=== Section Start ===
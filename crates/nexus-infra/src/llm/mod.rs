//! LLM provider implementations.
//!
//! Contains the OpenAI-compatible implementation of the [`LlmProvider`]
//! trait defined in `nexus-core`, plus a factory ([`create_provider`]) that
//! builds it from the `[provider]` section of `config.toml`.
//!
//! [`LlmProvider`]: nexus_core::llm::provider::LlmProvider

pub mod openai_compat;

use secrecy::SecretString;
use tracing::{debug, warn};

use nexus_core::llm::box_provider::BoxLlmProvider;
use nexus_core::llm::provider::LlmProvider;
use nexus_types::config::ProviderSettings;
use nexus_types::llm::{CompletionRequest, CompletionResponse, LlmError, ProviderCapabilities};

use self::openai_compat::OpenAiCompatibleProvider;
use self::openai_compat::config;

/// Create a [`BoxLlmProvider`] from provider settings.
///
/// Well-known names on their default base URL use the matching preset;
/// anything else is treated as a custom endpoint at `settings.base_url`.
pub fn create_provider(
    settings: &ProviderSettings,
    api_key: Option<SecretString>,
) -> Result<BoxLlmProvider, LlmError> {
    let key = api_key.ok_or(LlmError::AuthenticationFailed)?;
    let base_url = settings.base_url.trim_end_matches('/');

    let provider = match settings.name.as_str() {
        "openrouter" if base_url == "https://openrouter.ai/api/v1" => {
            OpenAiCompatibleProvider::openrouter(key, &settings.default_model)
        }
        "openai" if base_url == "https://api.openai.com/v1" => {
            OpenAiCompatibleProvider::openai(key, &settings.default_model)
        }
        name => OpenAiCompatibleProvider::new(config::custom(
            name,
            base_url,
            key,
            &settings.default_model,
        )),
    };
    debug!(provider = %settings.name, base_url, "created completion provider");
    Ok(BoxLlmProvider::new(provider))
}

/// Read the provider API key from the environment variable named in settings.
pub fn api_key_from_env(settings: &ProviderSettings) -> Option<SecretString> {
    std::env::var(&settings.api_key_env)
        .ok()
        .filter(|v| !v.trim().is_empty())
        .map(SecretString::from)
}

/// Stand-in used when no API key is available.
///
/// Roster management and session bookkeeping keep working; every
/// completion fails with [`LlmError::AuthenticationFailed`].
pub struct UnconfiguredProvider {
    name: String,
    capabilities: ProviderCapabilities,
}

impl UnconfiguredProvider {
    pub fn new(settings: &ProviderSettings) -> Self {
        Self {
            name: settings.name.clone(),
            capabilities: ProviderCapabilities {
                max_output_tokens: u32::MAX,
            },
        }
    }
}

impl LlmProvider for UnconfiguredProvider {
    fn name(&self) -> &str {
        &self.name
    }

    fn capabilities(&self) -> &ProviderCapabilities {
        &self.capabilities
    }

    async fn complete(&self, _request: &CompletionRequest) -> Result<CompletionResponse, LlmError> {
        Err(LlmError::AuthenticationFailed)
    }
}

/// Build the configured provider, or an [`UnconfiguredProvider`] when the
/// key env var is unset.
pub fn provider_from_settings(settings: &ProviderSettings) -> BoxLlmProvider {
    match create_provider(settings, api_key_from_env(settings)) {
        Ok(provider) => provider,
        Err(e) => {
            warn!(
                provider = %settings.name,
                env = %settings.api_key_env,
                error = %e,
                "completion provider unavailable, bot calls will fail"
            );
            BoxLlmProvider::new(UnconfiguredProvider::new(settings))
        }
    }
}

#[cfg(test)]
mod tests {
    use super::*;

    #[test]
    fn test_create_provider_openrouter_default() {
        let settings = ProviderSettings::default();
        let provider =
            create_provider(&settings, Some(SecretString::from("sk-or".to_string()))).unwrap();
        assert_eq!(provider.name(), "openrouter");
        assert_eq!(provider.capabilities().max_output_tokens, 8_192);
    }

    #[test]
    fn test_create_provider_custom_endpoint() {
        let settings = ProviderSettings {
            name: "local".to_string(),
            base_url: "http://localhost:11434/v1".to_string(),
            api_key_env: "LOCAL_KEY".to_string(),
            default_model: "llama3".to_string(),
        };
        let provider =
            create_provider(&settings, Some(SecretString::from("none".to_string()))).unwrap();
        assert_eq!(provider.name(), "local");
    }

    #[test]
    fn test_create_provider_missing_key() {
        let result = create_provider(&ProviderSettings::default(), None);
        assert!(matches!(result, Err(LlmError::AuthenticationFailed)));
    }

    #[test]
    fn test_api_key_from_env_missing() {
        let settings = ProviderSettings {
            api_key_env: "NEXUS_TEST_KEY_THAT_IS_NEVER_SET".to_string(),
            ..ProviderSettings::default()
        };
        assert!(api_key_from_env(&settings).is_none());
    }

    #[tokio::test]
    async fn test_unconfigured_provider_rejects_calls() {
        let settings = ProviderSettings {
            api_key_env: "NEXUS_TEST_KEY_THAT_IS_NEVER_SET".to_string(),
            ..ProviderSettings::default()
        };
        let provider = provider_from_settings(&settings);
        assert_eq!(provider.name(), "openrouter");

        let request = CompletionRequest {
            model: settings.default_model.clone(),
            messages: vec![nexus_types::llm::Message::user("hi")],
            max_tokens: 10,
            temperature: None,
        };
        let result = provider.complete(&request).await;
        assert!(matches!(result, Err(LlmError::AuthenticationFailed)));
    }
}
=== Section End ===
• **YOUR ASSIGNMENT**
Type out the whole listing above exactly.

• **RESULT BELOW**
filename crates/nexus-infra/src/llm/mod.rs
//! LLM provider implementations.
//!
//! Contains the OpenAI-compatible implementation of the [`LlmProvider`]
//! trait defined in `nexus-core`, plus a factory ([`create_provider`]) that
//! builds it from the `[provider]` section of `config.toml`.
//!
//! [`LlmProvider`]: nexus_core::llm::provider::LlmProvider

pub mod openai_compat;

use secrecy::SecretString;
use tracing::{debug, warn};

use nexus_core::llm::box_provider::BoxLlmProvider;
use nexus_core::llm::provider::LlmProvider;
use nexus_types::config::ProviderSettings;
use nexus_types::llm::{CompletionRequest, CompletionResponse, LlmError, ProviderCapabilities};

use self::openai_compat::OpenAiCompatibleProvider;
use self::openai_compat::config;

/// Create a [`BoxLlmProvider`] from provider settings.
///
/// Well-known names on their default base URL use the matching preset;
/// anything else is treated as a custom endpoint at `settings.base_url`.
pub fn create_provider(
    settings: &ProviderSettings,
    api_key: Option<SecretString>,
) -> Result<BoxLlmProvider, LlmError> {
    let key = api_key.ok_or(LlmError::AuthenticationFailed)?;
    let base_url = settings.base_url.trim_end_matches('/');

    let provider = match settings.name.as_str() {
        "openrouter" if base_url == "https://openrouter.ai/api/v1" => {
            OpenAiCompatibleProvider::openrouter(key, &settings.default_model)
        }
        "openai" if base_url == "https://api.openai.com/v1" => {
            OpenAiCompatibleProvider::openai(key, &settings.default_model)
        }
        name => OpenAiCompatibleProvider::new(config::custom(
            name,
            base_url,
            key,
            &settings.default_model,
        )),
    };
    debug!(provider = %settings.name, base_url, "created completion provider");
    Ok(BoxLlmProvider::new(provider))
}

/// Read the provider API key from the environment variable named in settings.
pub fn api_key_from_env(settings: &ProviderSettings) -> Option<SecretString> {
    std::env::var(&settings.api_key_env)
        .ok()
        .filter(|v| !v.trim().is_empty())
        .map(SecretString::from)
}

/// Stand-in used when no API key is available.
///
/// Roster management and session bookkeeping keep working; every
/// completion fails with [`LlmError::AuthenticationFailed`].
pub struct UnconfiguredProvider {
    name: String,
    capabilities: ProviderCapabilities,
}

impl UnconfiguredProvider {
    pub fn new(settings: &ProviderSettings) -> Self {
        Self {
            name: settings.name.clone(),
            capabilities: ProviderCapabilities {
                max_output_tokens: u32::MAX,
            },
        }
    }
}

impl LlmProvider for UnconfiguredProvider {
    fn name(&self) -> &str {
        &self.name
    }

    fn capabilities(&self) -> &ProviderCapabilities {
        &self.capabilities
    }

    async fn complete(&self, _request: &CompletionRequest) -> Result<CompletionResponse, LlmError> {
        Err(LlmError::AuthenticationFailed)
    }
}

/// Build the configured provider, or an [`UnconfiguredProvider`] when the
/// key env var is unset.
pub fn provider_from_settings(settings: &ProviderSettings) -> BoxLlmProvider {
    match create_provider(settings, api_key_from_env(settings)) {
        Ok(provider) => provider,
        Err(e) => {
            warn!(
                provider = %settings.name,
                env = %settings.api_key_env,
                error = %e,
                "completion provider unavailable, bot calls will fail"
            );
            BoxLlmProvider::new(UnconfiguredProvider::new(settings))
        }
    }
}

#[cfg(test)]
mod tests {
    use super::*;

    #[test]
    fn test_create_provider_openrouter_default() {
        let settings = ProviderSettings::default();
        let provider =
            create_provider(&settings, Some(SecretString::from("sk-or".to_string()))).unwrap();
        assert_eq!(provider.name(), "openrouter");
        assert_eq!(provider.capabilities().max_output_tokens, 8_192);
    }

    #[test]
    fn test_create_provider_custom_endpoint() {
        let settings = ProviderSettings {
            name: "local".to_string(),
            base_url: "http://localhost:11434/v1".to_string(),
            api_key_env: "LOCAL_KEY".to_string(),
            default_model: "llama3".to_string(),
        };
        let provider =
            create_provider(&settings, Some(SecretString::from("none".to_string()))).unwrap();
        assert_eq!(provider.name(), "local");
    }

    #[test]
    fn test_create_provider_missing_key() {
        let result = create_provider(&ProviderSettings::default(), None);
        assert!(matches!(result, Err(LlmError::AuthenticationFailed)));
    }

    #[test]
    fn test_api_key_from_env_missing() {
        let settings = ProviderSettings {
            api_key_env: "NEXUS_TEST_KEY_THAT_IS_NEVER_SET".to_string(),
            ..ProviderSettings::default()
        };
        assert!(api_key_from_env(&settings).is_none());
    }

    #[tokio::test]
    async fn test_unconfigured_provider_rejects_calls() {
        let settings = ProviderSettings {
            api_key_env: "NEXUS_TEST_KEY_THAT_IS_NEVER_SET".to_string(),
            ..ProviderSettings::default()
        };
        let provider = provider_from_settings(&settings);
        assert_eq!(provider.name(), "openrouter");

        let request = CompletionRequest {
            model: settings.default_model.clone(),
            messages: vec![nexus_types::llm::Message::user("hi")],
            max_tokens: 10,
            temperature: None,
        };
        let result = provider.complete(&request).await;
        assert!(matches!(result, Err(LlmError::AuthenticationFailed)));
    }
}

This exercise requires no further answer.